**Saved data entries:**

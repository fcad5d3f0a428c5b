// SPDX-License-Identifier: AGPL-3.0-or-later
//
// Copyright (C) 2026 Fundbridge Contributors

//! JSON-RPC client for the XRP Ledger testnet.
//!
//! Covers the request surface this service needs (`account_info`,
//! `account_lines`, `book_offers`, `fee`, `ledger_current`, `submit`, `tx`),
//! faucet funding, and the autofill → sign → submit-and-wait sequence.

use std::time::Duration;

use serde_json::{json, Value};

use super::codec::{self, Transaction};
use super::keys::Wallet;
use super::types::{NetworkConfig, TrustLine, TxOutcome, XRPL_TESTNET};
use super::LedgerError;

/// Safety margin added to the current ledger index for `LastLedgerSequence`.
const LAST_LEDGER_OFFSET: u32 = 20;

/// Minimum transaction fee in drops.
const MIN_FEE_DROPS: u64 = 10;
/// Cap on the open-ledger fee we are willing to pay, in drops.
const MAX_FEE_DROPS: u64 = 2_000;

/// How long to wait between validation polls.
const VALIDATION_POLL_INTERVAL: Duration = Duration::from_secs(1);

/// Account activation polling: attempts and delay between them.
const ACTIVATION_RETRIES: u32 = 15;
const ACTIVATION_POLL_INTERVAL: Duration = Duration::from_secs(1);

/// Basic account state from `account_info`.
#[derive(Debug, Clone)]
pub struct AccountInfo {
    /// Next transaction sequence number
    pub sequence: u32,
    /// XRP balance in drops
    pub balance_drops: u64,
}

/// One side of a `book_offers` request.
#[derive(Debug, Clone, serde::Serialize)]
pub struct BookSide {
    pub currency: String,
    #[serde(skip_serializing_if = "Option::is_none")]
    pub issuer: Option<String>,
}

impl BookSide {
    /// The native-XRP side of a book.
    pub fn xrp() -> Self {
        Self {
            currency: "XRP".to_string(),
            issuer: None,
        }
    }

    /// An issued-token side of a book.
    pub fn issued(currency: &str, issuer: &str) -> Self {
        Self {
            currency: currency.to_string(),
            issuer: Some(issuer.to_string()),
        }
    }
}

/// XRP Ledger client.
pub struct LedgerClient {
    http: reqwest::Client,
    rpc_url: String,
    faucet_url: Option<String>,
    network: NetworkConfig,
}

impl LedgerClient {
    /// Create a client against explicit endpoints.
    pub fn new(rpc_url: String, faucet_url: Option<String>) -> Self {
        Self {
            http: reqwest::Client::new(),
            rpc_url,
            faucet_url,
            network: XRPL_TESTNET,
        }
    }

    /// Create a client for the public XRPL testnet.
    pub fn testnet() -> Self {
        Self::new(
            XRPL_TESTNET.rpc_url.to_string(),
            XRPL_TESTNET.faucet_url.map(str::to_string),
        )
    }

    /// Get the network configuration.
    pub fn network(&self) -> &NetworkConfig {
        &self.network
    }

    /// Issue one JSON-RPC request and unwrap the `result` envelope.
    async fn request(&self, method: &str, params: Value) -> Result<Value, LedgerError> {
        let body = json!({ "method": method, "params": [params] });

        let response = self.http.post(&self.rpc_url).json(&body).send().await?;
        let envelope: Value = response.json().await?;

        let result = envelope
            .get("result")
            .cloned()
            .ok_or_else(|| rpc_error(method, "malformed response: no result"))?;

        if let Some(error) = result.get("error").and_then(Value::as_str) {
            let message = result
                .get("error_message")
                .and_then(Value::as_str)
                .unwrap_or(error);
            return Err(rpc_error(method, format!("{error}: {message}")));
        }

        Ok(result)
    }

    /// Account sequence and XRP balance from the validated ledger.
    pub async fn account_info(&self, address: &str) -> Result<AccountInfo, LedgerError> {
        let result = self
            .request(
                "account_info",
                json!({ "account": address, "ledger_index": "validated" }),
            )
            .await?;

        let data = &result["account_data"];
        let sequence = data["Sequence"]
            .as_u64()
            .ok_or_else(|| rpc_error("account_info", "missing Sequence"))?
            as u32;
        let balance_drops = data["Balance"]
            .as_str()
            .and_then(|b| b.parse().ok())
            .ok_or_else(|| rpc_error("account_info", "missing Balance"))?;

        Ok(AccountInfo {
            sequence,
            balance_drops,
        })
    }

    /// Trust lines of an account, optionally restricted to one counterparty.
    pub async fn account_lines(
        &self,
        address: &str,
        peer: Option<&str>,
    ) -> Result<Vec<TrustLine>, LedgerError> {
        let mut params = json!({ "account": address, "ledger_index": "validated" });
        if let Some(peer) = peer {
            params["peer"] = json!(peer);
        }

        let result = self.request("account_lines", params).await?;
        let lines = result
            .get("lines")
            .cloned()
            .unwrap_or_else(|| json!([]));

        serde_json::from_value(lines)
            .map_err(|e| rpc_error("account_lines", format!("bad lines payload: {e}")))
    }

    /// Raw order book between two currencies.
    pub async fn book_offers(
        &self,
        taker_gets: &BookSide,
        taker_pays: &BookSide,
        limit: u32,
    ) -> Result<Value, LedgerError> {
        self.request(
            "book_offers",
            json!({
                "taker_gets": taker_gets,
                "taker_pays": taker_pays,
                "limit": limit,
                "ledger_index": "validated",
            }),
        )
        .await
    }

    /// Open-ledger fee in drops, clamped to a sane range.
    pub async fn open_ledger_fee(&self) -> Result<u64, LedgerError> {
        let result = self.request("fee", json!({})).await?;
        let drops = result["drops"]["open_ledger_fee"]
            .as_str()
            .and_then(|d| d.parse().ok())
            .unwrap_or(MIN_FEE_DROPS);
        Ok(clamp_fee(drops))
    }

    /// Index of the current open ledger.
    pub async fn current_ledger_index(&self) -> Result<u32, LedgerError> {
        let result = self.request("ledger_current", json!({})).await?;
        result["ledger_current_index"]
            .as_u64()
            .map(|i| i as u32)
            .ok_or_else(|| rpc_error("ledger_current", "missing ledger_current_index"))
    }

    /// Fill in fee, sequence and the last-ledger cutoff.
    pub async fn autofill(&self, tx: &mut Transaction) -> Result<(), LedgerError> {
        if tx.fee_drops.is_none() {
            tx.fee_drops = Some(self.open_ledger_fee().await?);
        }
        if tx.sequence.is_none() {
            tx.sequence = Some(self.account_info(&tx.account).await?.sequence);
        }
        if tx.last_ledger_sequence.is_none() {
            let current = self.current_ledger_index().await?;
            tx.last_ledger_sequence = Some(current + LAST_LEDGER_OFFSET);
        }
        Ok(())
    }

    /// Submit a signed transaction blob; returns the preliminary result code.
    pub async fn submit(&self, tx_blob_hex: &str) -> Result<String, LedgerError> {
        let result = self
            .request("submit", json!({ "tx_blob": tx_blob_hex }))
            .await?;
        result["engine_result"]
            .as_str()
            .map(str::to_string)
            .ok_or_else(|| rpc_error("submit", "missing engine_result"))
    }

    /// Look up a transaction by hash.
    pub async fn tx(&self, hash: &str) -> Result<Value, LedgerError> {
        self.request("tx", json!({ "transaction": hash, "binary": false }))
            .await
    }

    /// Autofill, sign, submit, then poll until the transaction is validated
    /// or its `LastLedgerSequence` has passed.
    pub async fn submit_and_wait(
        &self,
        wallet: &Wallet,
        mut tx: Transaction,
    ) -> Result<TxOutcome, LedgerError> {
        self.autofill(&mut tx).await?;

        let payload = tx.signing_payload(wallet.public_key())?;
        let signature = wallet.sign(&payload)?;
        let blob = tx.signed_blob(wallet.public_key(), &signature)?;
        let hash = codec::tx_hash(&blob);

        let engine_result = self.submit(&hex::encode_upper(&blob)).await?;
        tracing::debug!(
            tx_type = tx.type_name(),
            hash = %hash,
            engine_result = %engine_result,
            "submitted transaction"
        );

        // Malformed-class results never enter a ledger; stop waiting.
        if engine_result.starts_with("tem") {
            return Ok(TxOutcome {
                hash,
                result_code: engine_result,
                validated: false,
                raw: Value::Null,
            });
        }

        let cutoff = tx.last_ledger_sequence.unwrap_or(u32::MAX);
        loop {
            tokio::time::sleep(VALIDATION_POLL_INTERVAL).await;

            match self.tx(&hash).await {
                Ok(record) => {
                    if record["validated"].as_bool().unwrap_or(false) {
                        let code = final_result_code(&record)
                            .unwrap_or_else(|| engine_result.clone());
                        return Ok(TxOutcome {
                            hash,
                            result_code: code,
                            validated: true,
                            raw: record,
                        });
                    }
                }
                // Not found yet is normal while the ledger catches up.
                Err(LedgerError::Rpc { .. }) => {}
                Err(other) => return Err(other),
            }

            if self.current_ledger_index().await? > cutoff {
                return Ok(TxOutcome {
                    hash,
                    result_code: engine_result,
                    validated: false,
                    raw: Value::Null,
                });
            }
        }
    }

    /// Ask the faucet for a funded wallet.
    pub async fn fund_wallet(&self) -> Result<Wallet, LedgerError> {
        let faucet_url = self
            .faucet_url
            .as_ref()
            .ok_or_else(|| LedgerError::Faucet("no faucet on this network".to_string()))?;

        let response = self.http.post(faucet_url).json(&json!({})).send().await?;
        let body: Value = response.json().await?;

        let seed = faucet_seed(&body)
            .ok_or_else(|| LedgerError::Faucet("response carries no wallet seed".to_string()))?;
        Wallet::from_seed(seed)
    }

    /// Poll until a freshly funded account shows up in a validated ledger.
    pub async fn wait_for_activation(&self, address: &str) -> Result<(), LedgerError> {
        for _ in 0..ACTIVATION_RETRIES {
            if let Ok(info) = self.account_info(address).await {
                if info.balance_drops > 0 {
                    return Ok(());
                }
            }
            tokio::time::sleep(ACTIVATION_POLL_INTERVAL).await;
        }
        Err(LedgerError::ActivationTimeout(address.to_string()))
    }
}

fn rpc_error(method: &str, message: impl Into<String>) -> LedgerError {
    LedgerError::Rpc {
        method: method.to_string(),
        message: message.into(),
    }
}

fn clamp_fee(drops: u64) -> u64 {
    drops.clamp(MIN_FEE_DROPS, MAX_FEE_DROPS)
}

/// The authoritative result code of a validated transaction lives in the
/// metadata; fall back to nothing if the node omitted it.
fn final_result_code(record: &Value) -> Option<String> {
    record["meta"]["TransactionResult"]
        .as_str()
        .map(str::to_string)
}

/// The faucet has shipped both `{"account": {"secret": ...}}` and
/// `{"seed": ...}` shapes; accept either.
fn faucet_seed(body: &Value) -> Option<&str> {
    let account = body.get("account").unwrap_or(body);
    account
        .get("seed")
        .or_else(|| account.get("secret"))
        .and_then(Value::as_str)
}

#[cfg(test)]
mod tests {
    use super::*;

    #[test]
    fn fee_clamping() {
        assert_eq!(clamp_fee(0), MIN_FEE_DROPS);
        assert_eq!(clamp_fee(12), 12);
        assert_eq!(clamp_fee(1_000_000), MAX_FEE_DROPS);
    }

    #[test]
    fn faucet_seed_accepts_both_shapes() {
        let nested = json!({ "account": { "address": "rX", "secret": "sEdSECRET" } });
        assert_eq!(faucet_seed(&nested), Some("sEdSECRET"));

        let nested_seed = json!({ "account": { "address": "rX", "seed": "sEdSEED" } });
        assert_eq!(faucet_seed(&nested_seed), Some("sEdSEED"));

        let flat = json!({ "seed": "sEdFLAT" });
        assert_eq!(faucet_seed(&flat), Some("sEdFLAT"));

        let empty = json!({});
        assert_eq!(faucet_seed(&empty), None);
    }

    #[test]
    fn final_result_code_reads_meta() {
        let record = json!({ "meta": { "TransactionResult": "tesSUCCESS" }, "validated": true });
        assert_eq!(final_result_code(&record), Some("tesSUCCESS".to_string()));

        let no_meta = json!({ "validated": false });
        assert_eq!(final_result_code(&no_meta), None);
    }

    #[test]
    fn book_side_serialization() {
        let xrp = serde_json::to_value(BookSide::xrp()).unwrap();
        assert_eq!(xrp, json!({ "currency": "XRP" }));

        let issued = serde_json::to_value(BookSide::issued("TKA", "rISSUER")).unwrap();
        assert_eq!(issued, json!({ "currency": "TKA", "issuer": "rISSUER" }));
    }
}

**Exercise directions:**
From the entries above, extract each line containing "params".

**Task response:**
    async fn request(&self, method: &str, params: Value) -> Result<Value, LedgerError> {
        let body = json!({ "method": method, "params": [params] });
        let mut params = json!({ "account": address, "ledger_index": "validated" });
            params["peer"] = json!(peer);
        let result = self.request("account_lines", params).await?;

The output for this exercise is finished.